Please address your question to me, and if I cannot answer it, I will direct it as appropriate to one of my colleagues. Are there any questions from shareholders on the resolutions before the meeting today at this time?
Thank you. If you wish to ask a question, please press star one on your telephone and wait for your name to be announced. There are no telephone questions at this time.
Thank you. As there are no questions, I will now move to the formal business of the meeting. I will take the notice of meeting issued to members on the first of October 2021, including the details of each of the resolutions as read. There are 22 resolutions to be considered at this AGM, full details of which are set out in the notice of the meeting. These resolutions shall be voted upon by those shareholders present today in person or by proxy. In accordance with Article 61 of the company's constitution, as chairman, I hereby demand voting by poll. Of the 22 resolutions being voted upon today, 19 are ordinary resolutions, which in order to be passed, must be approved by a majority of 50% plus one vote of those voting. These ordinary resolutions are identified in the notice of meeting.

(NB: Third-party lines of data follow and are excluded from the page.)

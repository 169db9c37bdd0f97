//! Turn controller: game setup, buying, and ending the turn.

use crate::cards::{standard, CardCatalog};
use crate::core::config::GameConfig;
use crate::core::entity::CardInstanceId;
use crate::core::error::{ensure_live, settle, Rejection};
use crate::core::state::{GameSnapshot, Winner};
use crate::resolution::{try_pick_upgrade, ResolutionState};
use crate::zones;

/// Start a game from `config` and `catalog`.
///
/// The draw pile is shuffled with `seed`. The hand starts empty; see
/// [`deal_opening_hand`].
#[must_use]
pub fn new_game(config: GameConfig, catalog: &CardCatalog, seed: u64) -> GameSnapshot {
    let snapshot = GameSnapshot::new(config, catalog, seed);
    log::info!(
        "new game (seed {seed}): {} cards in deck, {} in shop",
        snapshot.player.draw_pile.len(),
        snapshot.shop.len()
    );
    snapshot
}

/// Start a game with the default configuration and standard cards.
#[must_use]
pub fn new_standard_game(seed: u64) -> GameSnapshot {
    new_game(GameConfig::default(), &standard::catalog(), seed)
}

/// Draw the first hand of the game.
pub fn try_deal_opening_hand(snapshot: &GameSnapshot) -> Result<GameSnapshot, Rejection> {
    ensure_live(snapshot)?;
    if !snapshot.resolution.is_idle() {
        return Err(Rejection::CardActive);
    }
    if snapshot.opening_hand_dealt || snapshot.round != 1 || !snapshot.player.hand.is_empty() {
        return Err(Rejection::AlreadyDealt);
    }

    let mut next = snapshot.clone();
    next.opening_hand_dealt = true;
    let count = next.player.cards_drawn_per_turn;
    zones::draw_n(&mut next.player, count, &mut next.rng);
    Ok(next)
}

#[must_use]
pub fn deal_opening_hand(snapshot: &GameSnapshot) -> GameSnapshot {
    settle(snapshot, "deal_opening_hand", try_deal_opening_hand(snapshot))
}

/// Buy a shop card, or pick the upgrade target while one is pending.
///
/// A normal purchase needs an idle state, enough gold, and a buy. The card
/// goes to the discard pile.
pub fn try_buy_card(snapshot: &GameSnapshot, card: CardInstanceId) -> Result<GameSnapshot, Rejection> {
    ensure_live(snapshot)?;
    match snapshot.resolution {
        ResolutionState::Idle => {}
        ResolutionState::AwaitingUpgradeTarget { .. } => return try_pick_upgrade(snapshot, card),
        ResolutionState::AwaitingSelection { .. } => return Err(Rejection::CardActive),
    }

    let cost = snapshot.shop_card(card).ok_or(Rejection::NotInShop(card))?.gold_cost();
    let gold = snapshot.player.gold;
    if gold < cost {
        return Err(Rejection::NotEnoughGold {
            required: cost,
            available: gold,
        });
    }
    if snapshot.player.buys_remaining < 1 {
        return Err(Rejection::NoBuysRemaining);
    }

    let mut next = snapshot.clone();
    let bought = next.take_from_shop(card).ok_or(Rejection::NotInShop(card))?;
    next.player.gold -= cost;
    next.player.buys_remaining -= 1;
    log::debug!("bought {bought} for {cost} gold");
    next.player.discard_pile.push_back(bought);
    Ok(next)
}

#[must_use]
pub fn buy_card(snapshot: &GameSnapshot, card: CardInstanceId) -> GameSnapshot {
    settle(snapshot, "buy_card", try_buy_card(snapshot, card))
}

/// End the turn: the enemy attacks, then the next hand is drawn.
///
/// Enemy damage grows after every round divisible by the configured
/// scaling interval.
pub fn try_end_turn(snapshot: &GameSnapshot) -> Result<GameSnapshot, Rejection> {
    ensure_live(snapshot)?;
    if !snapshot.resolution.is_idle() {
        return Err(Rejection::CardActive);
    }

    let mut next = snapshot.clone();
    next.player.health -= next.enemy.damage_per_turn;
    log::debug!(
        "round {}: enemy hits for {}, player at {}",
        next.round,
        next.enemy.damage_per_turn,
        next.player.health
    );
    if next.player.health <= 0 {
        next.player.health = 0;
        next.conclude(Winner::Enemy);
        return Ok(next);
    }

    let hand = std::mem::take(&mut next.player.hand);
    next.player.discard_pile.append(hand);
    next.player.actions_remaining = next.config.actions_per_turn;
    next.player.buys_remaining = next.config.buys_per_turn;
    next.player.gold = 0;
    let count = next.player.cards_drawn_per_turn;
    zones::draw_n(&mut next.player, count, &mut next.rng);

    if next.config.scales_after_round(next.round) {
        next.enemy.damage_per_turn += next.config.damage_scaling_step;
        log::debug!("enemy damage rises to {}", next.enemy.damage_per_turn);
    }
    next.round += 1;
    Ok(next)
}

#[must_use]
pub fn end_turn(snapshot: &GameSnapshot) -> GameSnapshot {
    settle(snapshot, "end_turn", try_end_turn(snapshot))
}
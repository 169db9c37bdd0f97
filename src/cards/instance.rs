//! Card instances - one physical copy of a template.
//!
//! `Card` pairs a unique [`CardInstanceId`] with a shared, immutable
//! template. Cloning a card is cheap (an `Arc` bump), which keeps the
//! persistent piles in a snapshot cheap to clone as well.

use std::sync::Arc;

use serde::{Deserialize, Serialize};

use super::definition::{CardRule, CardTemplate, TemplateId};
use crate::core::entity::CardInstanceId;
use crate::effects::Effect;

/// A card copy in a game.
#[derive(Clone, Debug, PartialEq, Eq, Hash, Serialize, Deserialize)]
pub struct Card {
    /// Unique id for this copy.
    pub id: CardInstanceId,

    /// Shared template data.
    pub template: Arc<CardTemplate>,
}

impl Card {
    /// Create a copy of `template` with the given id.
    #[must_use]
    pub fn new(id: CardInstanceId, template: Arc<CardTemplate>) -> Self {
        Self { id, template }
    }

    #[must_use]
    pub fn template_id(&self) -> TemplateId {
        self.template.id
    }

    #[must_use]
    pub fn name(&self) -> &str {
        &self.template.name
    }

    #[must_use]
    pub fn gold_cost(&self) -> i64 {
        self.template.gold_cost
    }

    #[must_use]
    pub fn action_cost(&self) -> i64 {
        self.template.action_cost
    }

    #[must_use]
    pub fn effects(&self) -> &[Effect] {
        &self.template.effects
    }

    /// Check for a behaviour tag on the template.
    #[must_use]
    pub fn has_rule(&self, rule: &CardRule) -> bool {
        self.template.has_rule(rule)
    }

    /// Can `candidate` be picked by this card's selection effects?
    #[must_use]
    pub fn accepts_selection(&self, candidate: &Card) -> bool {
        self.template
            .selection_restriction()
            .map_or(true, |only| candidate.template_id() == only)
    }
}

impl std::fmt::Display for Card {
    fn fmt(&self, f: &mut std::fmt::Formatter<'_>) -> std::fmt::Result {
        write!(f, "{} ({})", self.template.name, self.id)
    }
}
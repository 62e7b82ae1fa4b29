//! Plain-text charts for `trends summary --plot`.

pub mod ascii;

pub use ascii::{Metric, render_bar_chart};
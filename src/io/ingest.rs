//! Spreadsheet ingest and normalization.
//!
//! This module is responsible for turning a sale-records sheet into a clean set
//! of `SaleRecord`s that are safe to aggregate.
//!
//! Design goals:
//! - **Strict schema** for required columns (clear errors + exit code 2)
//! - **Row-level validation** (skip rows with unusable dates, but report them)
//! - **Deterministic behavior** (no locale or clock dependence)
//! - **Separation of concerns**: no aggregation logic here
//!
//! Reading is split in two steps: the file is first turned into a `RawSheet`
//! (headers + loosely typed cells), which is then parsed into records. Only the
//! first step touches the filesystem.

use std::collections::{BTreeMap, BTreeSet, HashMap};
use std::fs::File;
use std::path::Path;

use calamine::{Data, Range, Reader, open_workbook_auto};
use chrono::{Days, NaiveDate, NaiveDateTime};
use tracing::{debug, info, warn};

use crate::domain::{ColumnNames, FILTER_COLUMNS, SaleRecord};
use crate::error::AppError;

/// A loosely typed spreadsheet cell.
#[derive(Debug, Clone, PartialEq)]
pub enum Cell {
    Empty,
    Text(String),
    Number(f64),
    Date(NaiveDate),
}

impl Cell {
    pub fn text(s: impl Into<String>) -> Self {
        let s = s.into();
        if s.trim().is_empty() { Cell::Empty } else { Cell::Text(s) }
    }

    fn is_empty(&self) -> bool {
        match self {
            Cell::Empty => true,
            Cell::Text(s) => s.trim().is_empty(),
            _ => false,
        }
    }
}

/// First sheet of a workbook (or a whole CSV file), before schema validation.
#[derive(Debug, Clone)]
pub struct RawSheet {
    /// Display name of the source (usually the file path).
    pub source: String,
    pub headers: Vec<String>,
    /// Data rows as `(line, cells)`, 1-based line numbers, header excluded.
    pub rows: Vec<(usize, Vec<Cell>)>,
}

/// What to read from a sheet.
#[derive(Debug, Clone)]
pub struct IngestOptions {
    pub columns: ColumnNames,
    /// Categorical columns captured into `SaleRecord::attributes` when present.
    pub attribute_columns: Vec<String>,
}

impl Default for IngestOptions {
    fn default() -> Self {
        Self {
            columns: ColumnNames::default(),
            attribute_columns: FILTER_COLUMNS.iter().map(|c| c.to_string()).collect(),
        }
    }
}

/// A row-level error encountered during ingest.
#[derive(Debug, Clone, PartialEq, Eq)]
pub struct RowError {
    pub source: String,
    pub line: usize,
    pub message: String,
}

/// Ingest output: records + row errors + bookkeeping.
#[derive(Debug, Clone, Default)]
pub struct SalesTable {
    pub sources: Vec<String>,
    pub records: Vec<SaleRecord>,
    pub row_errors: Vec<RowError>,
    pub rows_read: usize,
    /// Attribute columns found in every source (usable as filters).
    pub attribute_columns: Vec<String>,
    /// Whether the auxiliary surface column exists in every source.
    pub has_aux_column: bool,
}

impl SalesTable {
    pub fn rows_used(&self) -> usize {
        self.records.len()
    }

    pub fn rows_skipped(&self) -> usize {
        self.row_errors.len()
    }

    /// Concatenate tables in the given order.
    ///
    /// Attribute columns and the aux flag are intersected so filters only offer
    /// columns that every source provides.
    pub fn concat(tables: Vec<SalesTable>) -> SalesTable {
        let mut iter = tables.into_iter();
        let Some(mut out) = iter.next() else {
            return SalesTable::default();
        };
        for t in iter {
            out.sources.extend(t.sources);
            out.records.extend(t.records);
            out.row_errors.extend(t.row_errors);
            out.rows_read += t.rows_read;
            out.attribute_columns.retain(|c| t.attribute_columns.contains(c));
            out.has_aux_column &= t.has_aux_column;
        }
        out
    }

    /// Distinct values of an attribute column, sorted.
    pub fn attribute_values(&self, column: &str) -> Vec<String> {
        let values: BTreeSet<&str> = self
            .records
            .iter()
            .filter_map(|r| r.attributes.get(column))
            .map(|v| v.as_str())
            .collect();
        values.into_iter().map(str::to_string).collect()
    }
}

/// Read and parse one file into a `SalesTable`.
pub fn load_sales(path: &Path, options: &IngestOptions) -> Result<SalesTable, AppError> {
    let sheet = read_sheet(path)?;
    let table = parse_sheet(&sheet, options)?;

    info!(
        source = %sheet.source,
        rows_read = table.rows_read,
        rows_used = table.rows_used(),
        rows_skipped = table.rows_skipped(),
        "loaded sales sheet"
    );
    if table.rows_skipped() > 0 {
        warn!(
            source = %sheet.source,
            skipped = table.rows_skipped(),
            "dropped rows with an unparseable sale date"
        );
    }
    Ok(table)
}

/// Read the first worksheet of a workbook, or a CSV file, into a `RawSheet`.
pub fn read_sheet(path: &Path) -> Result<RawSheet, AppError> {
    let ext = path
        .extension()
        .and_then(|e| e.to_str())
        .map(str::to_ascii_lowercase)
        .unwrap_or_default();

    match ext.as_str() {
        "csv" => read_csv_sheet(path),
        "xlsx" | "xlsm" | "xlsb" | "xls" | "ods" => read_workbook_sheet(path),
        _ => Err(AppError::input(format!(
            "Unsupported file type '{}'. Expected .xlsx, .xls, .ods or .csv.",
            path.display()
        ))),
    }
}

fn read_workbook_sheet(path: &Path) -> Result<RawSheet, AppError> {
    let mut workbook = open_workbook_auto(path)
        .map_err(|e| AppError::input(format!("Could not read Excel '{}': {e}", path.display())))?;

    let range = workbook
        .worksheet_range_at(0)
        .ok_or_else(|| AppError::input(format!("Workbook '{}' has no worksheets.", path.display())))?
        .map_err(|e| AppError::input(format!("Could not read first worksheet of '{}': {e}", path.display())))?;

    sheet_from_range(path.display().to_string(), &range)
}

/// Turn a worksheet range into a `RawSheet`; the first used row is the header.
fn sheet_from_range(source: String, range: &Range<Data>) -> Result<RawSheet, AppError> {
    // Line numbers are reported the way a spreadsheet shows them (1-based,
    // counting from the top of the sheet, not from the used range).
    let first_row = range.start().map(|(row, _)| row as usize).unwrap_or(0);

    let mut rows = range.rows().enumerate();
    let Some((_, header_row)) = rows.next() else {
        return Err(AppError::input(format!("Worksheet in '{source}' is empty.")));
    };
    let headers = header_row.iter().map(|c| c.to_string()).collect();

    let rows = rows
        .map(|(idx, row)| (first_row + idx + 1, row.iter().map(cell_from_data).collect()))
        .collect();

    Ok(RawSheet { source, headers, rows })
}

fn cell_from_data(data: &Data) -> Cell {
    match data {
        Data::Empty | Data::Error(_) => Cell::Empty,
        Data::String(s) | Data::DateTimeIso(s) | Data::DurationIso(s) => Cell::text(s.clone()),
        Data::Float(f) => Cell::Number(*f),
        Data::Int(i) => Cell::Number(*i as f64),
        Data::Bool(b) => Cell::Text(b.to_string()),
        // `as_datetime` honours the workbook's 1900/1904 date system.
        Data::DateTime(dt) => dt.as_datetime().map_or(Cell::Empty, |d| Cell::Date(d.date())),
    }
}

fn read_csv_sheet(path: &Path) -> Result<RawSheet, AppError> {
    let file = File::open(path)
        .map_err(|e| AppError::input(format!("Failed to open CSV '{}': {e}", path.display())))?;

    let mut reader = csv::ReaderBuilder::new()
        .flexible(true)
        .trim(csv::Trim::All)
        .from_reader(file);

    let headers = reader
        .headers()
        .map_err(|e| AppError::input(format!("Failed to read CSV headers of '{}': {e}", path.display())))?
        .iter()
        .map(str::to_string)
        .collect();

    let mut rows = Vec::new();
    for (idx, result) in reader.records().enumerate() {
        // +2: records start on the line after the header, lines are 1-based.
        let line = idx + 2;
        let record = result.map_err(|e| {
            AppError::input(format!("Malformed CSV '{}' at line {line}: {e}", path.display()))
        })?;
        rows.push((line, record.iter().map(Cell::text).collect()));
    }

    Ok(RawSheet {
        source: path.display().to_string(),
        headers,
        rows,
    })
}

The other three resolutions are special resolutions, which in order to be passed, must be approved by a majority of not less than three-quarters of those voting. These special resolutions are identified in the notice of meeting. Every ordinary shareholder or CDIs holder present as a nominated proxy of CDN shall have one vote for every ordinary share or CDIs of which he or she is the holder. I now demand that each of the resolutions listed in the notice of the meeting is put to the meeting by way of a poll. As chairman of the meeting, I have been appointed as proxy in respect of 247,963,588 shares, representing 57% of the issued capital. No other proxies have been appointed and there are no other shareholders entitled to vote.
The proxy vote instructions delivered have been verified by the registrar's Computershare by reference to the register of members, the CDIs register, and a list of authenticated voting instruction forms received by the company. I now cast the votes in respect of those 247,963,588 shares in accordance with the proxy vote instructions. No further votes are to be cast, and I declare the poll closed. I confirm that all of the resolutions before the meeting have been passed by in excess of 86% of the votes cast. The full result of the poll, including the total of the votes cast for and against the resolutions and the abstentions, will be published immediately through the Australian Securities Exchange and on the company website tomorrow.
That concludes the business of the meeting, and I would like to thank you all for your attendance today.
That does conclude our conference for today. Thank you for participating. You may now disconnect.